Trading Teacups for Buckets: Keeping Dreams Alive with SPMS

Trading Teacups for Buckets: Keeping Dreams Alive with SPMS

They say that the only certainties in life are death and taxes. While I agree with these two, a third inevitability is capitulation. Why do we have theme parks when we have lives? We have highs and lows and homeostasis in-between. Just when you think it is safe to exhale, life takes a precipitous turn.

I find it interesting that epiphanies often follow a painful experience. As you catch your breath and your pulse lowers you close your eyes. What was that? You look around as if the phenomenon is external. Your brain then catches up with the rest of you. Nice try, multiple sclerosis (MS).

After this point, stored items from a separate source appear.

// SPDX-License-Identifier: BUSL-1.1
// Copyright (c) 2026 Alfred Jean LLC

//! Fire-and-forget status hooks: operator-configured shell commands run on
//! every state commit, with per-(session, kind) coalescing.

use std::collections::HashMap;
use std::process::Stdio;
use std::sync::{Arc, Mutex, MutexGuard};

use serde::{Deserialize, Serialize};
use tracing::debug;

use crate::session::{Session, SessionState};

/// Status hook kinds, one per committed session state.
#[derive(Debug, Clone, Copy, PartialEq, Eq, Hash, Serialize, Deserialize)]
#[serde(rename_all = "snake_case")]
pub enum HookKind {
    Idle,
    Busy,
    WaitingInput,
    PendingAutoApproval,
}

impl HookKind {
    pub fn for_state(state: SessionState) -> Self {
        match state {
            SessionState::Idle => Self::Idle,
            SessionState::Busy => Self::Busy,
            SessionState::WaitingInput => Self::WaitingInput,
            SessionState::PendingAutoApproval => Self::PendingAutoApproval,
        }
    }

    pub fn as_str(&self) -> &'static str {
        match self {
            Self::Idle => "idle",
            Self::Busy => "busy",
            Self::WaitingInput => "waiting_input",
            Self::PendingAutoApproval => "pending_auto_approval",
        }
    }
}

/// Per-session hook commands, one optional shell command per kind.
#[derive(Debug, Clone, Default, Serialize, Deserialize)]
#[serde(rename_all = "camelCase", default)]
pub struct HookSet {
    pub idle: Option<String>,
    pub busy: Option<String>,
    pub waiting_input: Option<String>,
    pub pending_auto_approval: Option<String>,
}

impl HookSet {
    pub fn get(&self, kind: HookKind) -> Option<&str> {
        match kind {
            HookKind::Idle => self.idle.as_deref(),
            HookKind::Busy => self.busy.as_deref(),
            HookKind::WaitingInput => self.waiting_input.as_deref(),
            HookKind::PendingAutoApproval => self.pending_auto_approval.as_deref(),
        }
    }

    pub fn is_empty(&self) -> bool {
        self.idle.is_none()
            && self.busy.is_none()
            && self.waiting_input.is_none()
            && self.pending_auto_approval.is_none()
    }
}

/// Dispatches hook commands detached from the core.
///
/// At most one instance per (session, kind) runs at a time; triggers that
/// arrive while one is running are coalesced into a single trailing run.
/// Nothing in the core ever awaits a hook.
pub struct HookRunner {
    /// (session id, kind) → whether a trailing re-run is pending.
    running: Mutex<HashMap<(String, HookKind), bool>>,
}

fn lock_running(runner: &HookRunner) -> MutexGuard<'_, HashMap<(String, HookKind), bool>> {
    match runner.running.lock() {
        Ok(guard) => guard,
        Err(poisoned) => poisoned.into_inner(),
    }
}

impl HookRunner {
    pub fn new() -> Arc<Self> {
        Arc::new(Self {
            running: Mutex::new(HashMap::new()),
        })
    }

    /// Fire the status hook matching `state` for this session, if configured.
    pub fn fire_status(self: &Arc<Self>, session: &Session, state: SessionState) {
        let kind = HookKind::for_state(state);
        let Some(command) = session.hooks.get(kind) else {
            return;
        };
        let env = vec![
            ("CORRAL_SESSION_ID".to_owned(), session.id.clone()),
            (
                "CORRAL_WORKTREE".to_owned(),
                session.worktree_path.display().to_string(),
            ),
            (
                "CORRAL_BRANCH".to_owned(),
                session.branch.clone().unwrap_or_default(),
            ),
            ("CORRAL_STATE".to_owned(), kind.as_str().to_owned()),
        ];
        self.fire(session.id.clone(), kind, command.to_owned(), env);
    }

    /// Dispatch one hook run, coalescing concurrent triggers for the same
    /// (session, kind).
    fn fire(
        self: &Arc<Self>,
        session_id: String,
        kind: HookKind,
        command: String,
        env: Vec<(String, String)>,
    ) {
        let key = (session_id, kind);
        {
            let mut running = lock_running(self);
            if let Some(pending) = running.get_mut(&key) {
                *pending = true;
                return;
            }
            running.insert(key.clone(), false);
        }

        let runner = Arc::clone(self);
        tokio::spawn(async move {
            loop {
                run_hook(&command, &env).await;
                let mut running = lock_running(&runner);
                match running.get_mut(&key) {
                    Some(pending) if *pending => {
                        *pending = false;
                        // re-run with the latest trigger coalesced in
                    }
                    _ => {
                        running.remove(&key);
                        break;
                    }
                }
            }
        });
    }
}

/// Run one hook command to completion, output discarded.
async fn run_hook(command: &str, env: &[(String, String)]) {
    let mut cmd = tokio::process::Command::new("sh");
    cmd.arg("-c")
        .arg(command)
        .stdin(Stdio::null())
        .stdout(Stdio::null())
        .stderr(Stdio::null());
    for (key, value) in env {
        cmd.env(key, value);
    }

    match cmd.spawn() {
        Ok(mut child) => {
            let _ = child.wait().await;
        }
        Err(e) => debug!("hook spawn failed: {e}"),
    }
}

#[cfg(test)]
#[path = "hooks_tests.rs"]
mod tests;
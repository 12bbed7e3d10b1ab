// SPDX-License-Identifier: BUSL-1.1
// Copyright (c) 2026 Alfred Jean LLC

//! Subscription broker: per-session rooms multiplexing the byte streams of
//! many sessions to many subscribers.
//!
//! Subscriber contract: every chunk a session emits is delivered exactly
//! once to each current room member over a bounded broadcast queue; a slow
//! subscriber lags and loses the *oldest* chunks rather than stalling the
//! reader task.  On join, the full pre-join history snapshot is returned to
//! the joiner and is strictly ordered before any live chunk — `join` takes
//! the session's terminal read lock while the bytes path publishes under the
//! write lock, so a chunk lands in the snapshot or the live feed, never both.

use std::collections::{HashMap, HashSet};
use std::sync::atomic::{AtomicU64, Ordering};
use std::sync::{Mutex, MutexGuard, Weak};

use bytes::Bytes;
use tokio::sync::broadcast;

use crate::error::ErrorCode;
use crate::session::Session;

/// Opaque per-connection subscriber handle.
pub type SubscriberId = u64;

/// Buffered chunks per subscriber before drop-oldest kicks in.
const SUBSCRIBER_QUEUE: usize = 256;

struct Room {
    bytes_tx: broadcast::Sender<Bytes>,
    members: HashSet<SubscriberId>,
    session: Weak<Session>,
}

#[derive(Default)]
struct Tables {
    rooms: HashMap<String, Room>,
    /// Which room each subscriber currently occupies.  One room per
    /// subscriber channel: joining a second session force-leaves the first.
    attached: HashMap<SubscriberId, String>,
}

/// Result of a successful join.
pub struct Joined {
    /// Entire pre-join output history.
    pub snapshot: Bytes,
    /// Live chunks from the moment of join onward.
    pub feed: broadcast::Receiver<Bytes>,
}

/// Routes terminal bytes to per-session rooms.  One value, owned by the
/// supervisor, shared with every transport connection.
///
/// The `feed` handle returned by [`Broker::join`] is the delivery channel
/// itself: transports must drop it on leave/disconnect — `leave` and
/// `disconnect` only update room bookkeeping and viewer-focus tracking.
pub struct Broker {
    tables: Mutex<Tables>,
    next_subscriber: AtomicU64,
}

fn lock_tables(broker: &Broker) -> MutexGuard<'_, Tables> {
    match broker.tables.lock() {
        Ok(guard) => guard,
        Err(poisoned) => poisoned.into_inner(),
    }
}

impl Broker {
    pub fn new() -> Self {
        Self {
            tables: Mutex::new(Tables::default()),
            next_subscriber: AtomicU64::new(1),
        }
    }

    /// Allocate a subscriber id for a new transport connection.
    pub fn subscriber(&self) -> SubscriberId {
        self.next_subscriber.fetch_add(1, Ordering::Relaxed)
    }

    /// Create the room for a newly registered session.
    pub fn register(&self, session: &std::sync::Arc<Session>) {
        let (bytes_tx, _) = broadcast::channel(SUBSCRIBER_QUEUE);
        let mut tables = lock_tables(self);
        tables.rooms.insert(
            session.id.clone(),
            Room {
                bytes_tx,
                members: HashSet::new(),
                session: std::sync::Arc::downgrade(session),
            },
        );
    }

    /// Tear down a session's room; members' feeds observe a closed channel.
    pub fn deregister(&self, session_id: &str) {
        let mut tables = lock_tables(self);
        if let Some(room) = tables.rooms.remove(session_id) {
            for member in &room.members {
                tables.attached.remove(member);
            }
        }
    }

    /// Join `subscriber` to the session's room, force-leaving any previous
    /// room on the same channel, and capture the snapshot + live feed pair.
    pub async fn join(
        &self,
        subscriber: SubscriberId,
        session: &std::sync::Arc<Session>,
    ) -> Result<Joined, ErrorCode> {
        // Hold the terminal read lock across room mutation + snapshot so the
        // bytes path (which publishes under the write lock) cannot interleave.
        let term = session.terminal.read().await;
        let mut tables = lock_tables(self);

        if let Some(previous) = tables.attached.insert(subscriber, session.id.clone()) {
            if previous != session.id {
                leave_room(&mut tables, subscriber, &previous);
            }
        }

        let Some(room) = tables.rooms.get_mut(&session.id) else {
            tables.attached.remove(&subscriber);
            return Err(ErrorCode::UnknownSession);
        };
        room.members.insert(subscriber);
        session
            .is_active
            .store(true, std::sync::atomic::Ordering::Relaxed);

        let feed = room.bytes_tx.subscribe();
        let snapshot = term.history.snapshot();
        Ok(Joined { snapshot, feed })
    }

    /// Remove `subscriber` from the session's room.
    pub fn leave(&self, subscriber: SubscriberId, session_id: &str) {
        let mut tables = lock_tables(self);
        if tables.attached.get(&subscriber).map(String::as_str) == Some(session_id) {
            tables.attached.remove(&subscriber);
        }
        leave_room(&mut tables, subscriber, session_id);
    }

    /// Drop `subscriber` from all rooms and clear its tracking.
    pub fn disconnect(&self, subscriber: SubscriberId) {
        let mut tables = lock_tables(self);
        if let Some(session_id) = tables.attached.remove(&subscriber) {
            leave_room(&mut tables, subscriber, &session_id);
        }
    }

    /// Deliver one chunk to the session's room.
    ///
    /// Called by the reader task under the session's terminal write lock;
    /// never blocks (lagging members drop their oldest chunks).
    pub fn publish(&self, session_id: &str, bytes: &Bytes) {
        let tables = lock_tables(self);
        if let Some(room) = tables.rooms.get(session_id) {
            let _ = room.bytes_tx.send(bytes.clone());
        }
    }

    /// Number of members currently in a session's room.
    pub fn room_size(&self, session_id: &str) -> usize {
        let tables = lock_tables(self);
        tables
            .rooms
            .get(session_id)
            .map(|room| room.members.len())
            .unwrap_or(0)
    }
}

impl Default for Broker {
    fn default() -> Self {
        Self::new()
    }
}

/// Remove a member from a room, updating the session's viewer-focus flag
/// when the room empties.
fn leave_room(tables: &mut Tables, subscriber: SubscriberId, session_id: &str) {
    if let Some(room) = tables.rooms.get_mut(session_id) {
        room.members.remove(&subscriber);
        if room.members.is_empty() {
            if let Some(session) = room.session.upgrade() {
                session
                    .is_active
                    .store(false, std::sync::atomic::Ordering::Relaxed);
            }
        }
    }
}

#[cfg(test)]
#[path = "broker_tests.rs"]
mod tests;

This was my weekend in a nutshell.

Many of us live with fatigue. I feel fatigued all of the time, but I also experience catatonic spells that hit hard and fast and render me quasi-comatose. I had a spell of fatigue over the weekend. Finally, after two hours, I gathered the strength to make it to my mailbox. The 30-yard round trip was enough. I sat as I read my mail.

Amid the flurry of junk mail was my handicapped placard. My immediate thought was gratitude. How can this simple placard invoke such thanks? It represents freedom to a world I might otherwise miss. When my neurologist first issued me a permanent placard, I broke down. My, how times have changed. Was it time or perspective? Perhaps, a little of both. I put it aside when an email came through. It was from my sister with an attached video montage of her skydiving.

Skydiving.

Skydiving has been on my bucket list for years. My super-sacred, secret list. The list that by now would fit into a teacup. Let me preface, I am nothing but proud of, and exhilarated for, my sister. She is fierce in her own right.

And I, in mine.

It is time to toss the teacup and get a big bucket. My dreams of hiking Machu Picchu and falling from the sky will live on as such. This does not equate to fewer aspirations; it merely presents an opportunity to create new ones.

This can be a challenge. It is often easier to sit and cry than to rise and thrive. You will never win over your sense of self through tears of pity. I speak from experience. Dare to create a new bucket list. Buy a bucket and write on it the words which most inspire you. This is your dream board.

Write each item on individual pieces of paper. As you knock them off, remove the paper. The key is to keep your bucket full. Life is best lived when we have a litany of dreams. Keep the cycle going. You will find an insatiable hunger for life.

Build your dreams and they will come true.

While you are at it, toss the teacups.

***

Note: Multiple Sclerosis News Today is strictly a news and information website about the disease. It does not provide medical advice, diagnosis, or treatment. This content is not intended to be a substitute for professional medical advice, diagnosis, or treatment. Always seek the advice of your physician or other qualified health provider with any questions you may have regarding a medical condition. Never disregard professional medical advice or delay in seeking it because of something you have read on this website. The opinions expressed in this column are not those of Multiple Sclerosis News Today or its parent company, BioNews Services, and are intended to spark discussion about issues pertaining to multiple sclerosis.

4 comments

  1. Betty says:

    Sky diving was on my bucket list and I did it. I know of someone who had no legs but the sky divers were able to provide that experience for him. Some situations I realize you can’t, but you can go and watch. I know the wish of actually doing it will still be there but who knows, maybe you will get that chance, you will never know…

    • Jennifer Powell says:

      Hi Betty,

      Thank you for reminding me that modification of my dreams can be equally fulfilling. Additionally, one never knows what the future holds.

      You made me smile.
      kindly,
      Jenn

  2. JOHANN SCICLUNA says:

    Dear Jennifer,
    Thank you for your articles, I love to read them cause i find them so encouraging. I am a doctor myself and my life changed overnight last year when i had a bout of brainstem demyelination, I do not have a label on my disease yet but definitely have the symptoms. Almost daily tiredness (apart from the neurological symptoms) and depression are limiting my aspirations. My castle has collapsed but I am trying to build a house with the fallen stones. My aim for each day is to be of help, say a good word to someone else even if it is a stupid thing. This is what keeps me going.

    • Jennifer Powell says:

      Hello Johann,

      When life changes so suddenly we are thrown a giant curveball. I admire your desire to rebuild and be of service. I find both to be incredibly healing. That is anything but stupid. You cannot imagine how many times a smile gave me hope for the day. Keep fighting and be kind to yourself. Thank you so much for reading my columns.You certainly made my day.